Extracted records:
* * *
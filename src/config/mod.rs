//! Configuration model for rofi-search
//!
//! The effective configuration of a run is built in place by successive
//! loader passes (see [`ConfigParser`]): built-in catalog, the user's
//! standard configuration file, a file given on the command line, then the
//! command-line flags themselves. Once loaded it is only read.
//!
//! Besides the settings, this module owns the resolution rules that turn
//! them into one effective browser and search engine, and the visibility
//! rules deciding which entries a picker lists.

mod error;
mod location;
mod parsing;

pub use error::ConfigError;
pub use location::{
    CONFIG_FILE_NAMES, ConfigLocation, expand_path, standard_locations, user_config,
};
pub use parsing::{ConfigParser, Document};

use std::collections::HashSet;
use std::path::{Path, PathBuf};

use crate::entries::{BrowserId, Catalog, EngineId};
use crate::system::{Environment, InstallCheck};

/// Color of the aliases shown next to entry names
pub const DEFAULT_ALIASES_COLOR: &str = "#444444";

/// Width of the search bar, in percent of the screen
pub const DEFAULT_WIDTH: u8 = 50;

/// `[main]` settings
#[derive(Debug, Clone, Default, PartialEq, Eq)]
pub struct MainConfig {
    /// Open searches in a private window
    pub private_search: bool,
    /// Language given to search engines, `None` to follow `$LANG`
    pub language: Option<String>,
    /// Extra configuration files loaded after the one declaring them
    pub sources: Vec<PathBuf>,
}

/// `[browsers]` settings
#[derive(Debug, Clone, Default, PartialEq, Eq)]
pub struct BrowsersConfig {
    /// Browser forced for this run
    pub explicit: Option<BrowserId>,
    /// Browsers to use, first installed one wins
    pub preferred: Vec<BrowserId>,
    /// List only browsers flagged as private
    pub private_only: bool,
    pub hide: Vec<BrowserId>,
    pub show: Vec<BrowserId>,
    /// Hide browsers based on one of these
    pub hide_based_on: Vec<BrowserId>,
    /// Show browsers based on one of these
    pub show_based_on: Vec<BrowserId>,
}

impl BrowsersConfig {
    /// Whether a browser is listed in the browser picker
    ///
    /// Rules, first match wins:
    /// 1. not installed: hidden, whatever else is configured
    /// 2. shown or preferred: listed
    /// 3. hidden: not listed
    /// 4. non-private while only private browsers are wanted: not listed
    /// 5. base shown or no base: listed; base hidden: not listed; else listed
    #[must_use]
    pub fn is_valid(&self, id: BrowserId, base: Option<BrowserId>, private: bool, installed: bool) -> bool {
        if !installed {
            return false;
        }
        if self.show.contains(&id) || self.preferred.contains(&id) {
            return true;
        }
        if self.hide.contains(&id) {
            return false;
        }
        if self.private_only && !private {
            return false;
        }
        match base {
            None => true,
            Some(base) if self.show_based_on.contains(&base) => true,
            Some(base) => !self.hide_based_on.contains(&base),
        }
    }
}

/// `[search_engines]` settings
#[derive(Debug, Clone, Default, PartialEq, Eq)]
pub struct SearchEnginesConfig {
    /// Search engine forced for this run
    pub explicit: Option<EngineId>,
    /// Search engine used when the browser has no preference
    pub default: Option<EngineId>,
    /// List only search engines flagged as private
    pub private_only: bool,
    pub hide: Vec<EngineId>,
    pub show: Vec<EngineId>,
}

impl SearchEnginesConfig {
    /// Whether a search engine is listed in the search engine picker
    ///
    /// Shown beats hidden, hidden beats the private filter.
    #[must_use]
    pub fn is_valid(&self, id: EngineId, private: bool) -> bool {
        if self.show.contains(&id) {
            return true;
        }
        if self.hide.contains(&id) {
            return false;
        }
        !(self.private_only && !private)
    }
}

/// `[customization]` settings
#[derive(Debug, Clone, PartialEq, Eq)]
pub struct Customization {
    pub aliases_color: Option<String>,
    /// Keybinding opening the browser picker (`-kb-custom-1`)
    pub kb_browsers: Option<String>,
    /// Keybinding opening the search engine picker (`-kb-custom-2`)
    pub kb_search_engines: Option<String>,
    /// Keybinding toggling private search (`-kb-custom-3`)
    pub kb_toggle_private: Option<String>,
    /// Keybinding opening the language picker (`-kb-custom-4`)
    pub kb_change_language: Option<String>,
    /// rofi configuration file passed with `-config`
    pub rofi_config: Option<PathBuf>,
    /// Width of the search bar in percent, within (0, 100]
    pub width: u8,
}

impl Default for Customization {
    fn default() -> Self {
        Self {
            aliases_color: None,
            kb_browsers: None,
            kb_search_engines: None,
            kb_toggle_private: None,
            kb_change_language: None,
            rofi_config: None,
            width: DEFAULT_WIDTH,
        }
    }
}

impl Customization {
    #[must_use]
    pub fn aliases_color(&self) -> &str {
        self.aliases_color.as_deref().unwrap_or(DEFAULT_ALIASES_COLOR)
    }
}

/// Effective configuration of one run
#[derive(Debug, Clone)]
pub struct Configuration {
    /// Print what would be launched instead of launching it
    pub debug: bool,
    pub main: MainConfig,
    pub browsers: BrowsersConfig,
    pub search_engines: SearchEnginesConfig,
    pub customization: Customization,
    /// Built-in and declared browsers and search engines
    pub catalog: Catalog,
    pub environment: Environment,
    loaded_files: HashSet<PathBuf>,
}

impl Configuration {
    /// Configuration holding only the built-in defaults
    #[must_use]
    pub fn new(environment: Environment) -> Self {
        Self {
            debug: false,
            main: MainConfig::default(),
            browsers: BrowsersConfig::default(),
            search_engines: SearchEnginesConfig::default(),
            customization: Customization::default(),
            catalog: Catalog::builtin(),
            environment,
            loaded_files: HashSet::new(),
        }
    }

    #[must_use]
    pub const fn with_debug(mut self, debug: bool) -> Self {
        self.debug = debug;
        self
    }

    /// Build the configuration of a run
    ///
    /// Layers, later wins: built-in defaults, the user's standard location,
    /// the file given on the command line, then the command-line overrides.
    ///
    /// # Errors
    ///
    /// Returns the first `ConfigError` met while loading any layer.
    pub fn load(
        environment: Environment,
        user: Option<&ConfigLocation>,
        file: Option<&ConfigLocation>,
        overrides: &Document,
    ) -> Result<Self, ConfigError> {
        let mut config = Self::new(environment);
        let mut parser = ConfigParser::new(&mut config);

        if let Some(user) = user {
            parser.load_location(user)?;
        }
        if let Some(file) = file {
            parser.load_location(file)?;
        }
        parser.load_document(overrides)?;

        Ok(config)
    }

    /// Whether a configuration file has already been applied
    #[must_use]
    pub fn has_loaded(&self, file: &Path) -> bool {
        self.loaded_files.contains(file)
    }

    /// Record a configuration file as applied
    ///
    /// Returns `false` if it was already recorded.
    pub fn mark_loaded(&mut self, file: PathBuf) -> bool {
        self.loaded_files.insert(file)
    }

    /// Files applied so far
    pub fn loaded_files(&self) -> impl Iterator<Item = &Path> {
        self.loaded_files.iter().map(PathBuf::as_path)
    }

    /// Language given to search engines
    #[must_use]
    pub fn language(&self) -> String {
        self.main
            .language
            .clone()
            .unwrap_or_else(|| self.environment.system_language())
    }

    fn browser_installed(&self, id: BrowserId, installed: &dyn InstallCheck) -> bool {
        installed.is_installed(self.catalog.browser(id).executable())
    }

    /// Effective browser
    ///
    /// In order: the explicit browser if installed, the first installed
    /// preferred browser, the browser named by `$BROWSER`, then Firefox.
    #[must_use]
    pub fn browser(&self, installed: &dyn InstallCheck) -> BrowserId {
        if let Some(explicit) = self.browsers.explicit {
            if self.browser_installed(explicit, installed) {
                return explicit;
            }
            tracing::debug!(
                browser = self.catalog.browser(explicit).executable(),
                "explicit browser is not installed, ignoring it"
            );
        }

        if let Some(preferred) = self
            .browsers
            .preferred
            .iter()
            .copied()
            .find(|&id| self.browser_installed(id, installed))
        {
            return preferred;
        }

        if let Some(user_browser) = self
            .environment
            .browser
            .as_deref()
            .and_then(|name| self.catalog.browsers.find(name))
        {
            return user_browser;
        }

        self.catalog.default_browser()
    }

    /// Effective search engine for `browser`, or for the effective browser
    ///
    /// In order: the explicit search engine, the browser's own preference,
    /// the configured default, then DuckDuckGo. Nothing is mutated, so this
    /// also answers "which engine would browser X use".
    #[must_use]
    pub fn search_engine(&self, browser: Option<BrowserId>, installed: &dyn InstallCheck) -> EngineId {
        if let Some(explicit) = self.search_engines.explicit {
            return explicit;
        }
        let browser = browser.unwrap_or_else(|| self.browser(installed));
        self.catalog
            .browser(browser)
            .search_engine()
            .or(self.search_engines.default)
            .unwrap_or_else(|| self.catalog.default_search_engine())
    }

    /// Whether a browser is listed in the browser picker
    #[must_use]
    pub fn is_valid_browser(&self, id: BrowserId, installed: &dyn InstallCheck) -> bool {
        let browser = self.catalog.browser(id);
        self.browsers.is_valid(
            id,
            browser.base(),
            browser.is_private(),
            installed.is_installed(browser.executable()),
        )
    }

    /// Browsers listed in the browser picker, in registration order
    #[must_use]
    pub fn visible_browsers(&self, installed: &dyn InstallCheck) -> Vec<BrowserId> {
        self.catalog
            .browsers
            .ids()
            .filter(|&id| self.is_valid_browser(id, installed))
            .collect()
    }

    /// Search engines listed in the search engine picker, in registration order
    #[must_use]
    pub fn visible_search_engines(&self) -> Vec<EngineId> {
        self.catalog
            .search_engines
            .iter()
            .filter(|(id, engine)| self.search_engines.is_valid(*id, engine.is_private()))
            .map(|(id, _)| id)
            .collect()
    }
}

impl Default for Configuration {
    fn default() -> Self {
        Self::new(Environment::default())
    }
}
* * *
Your answer should be one number, the count of lines in the records that contain the string "executable".

PROBLEM SOLUTION — 3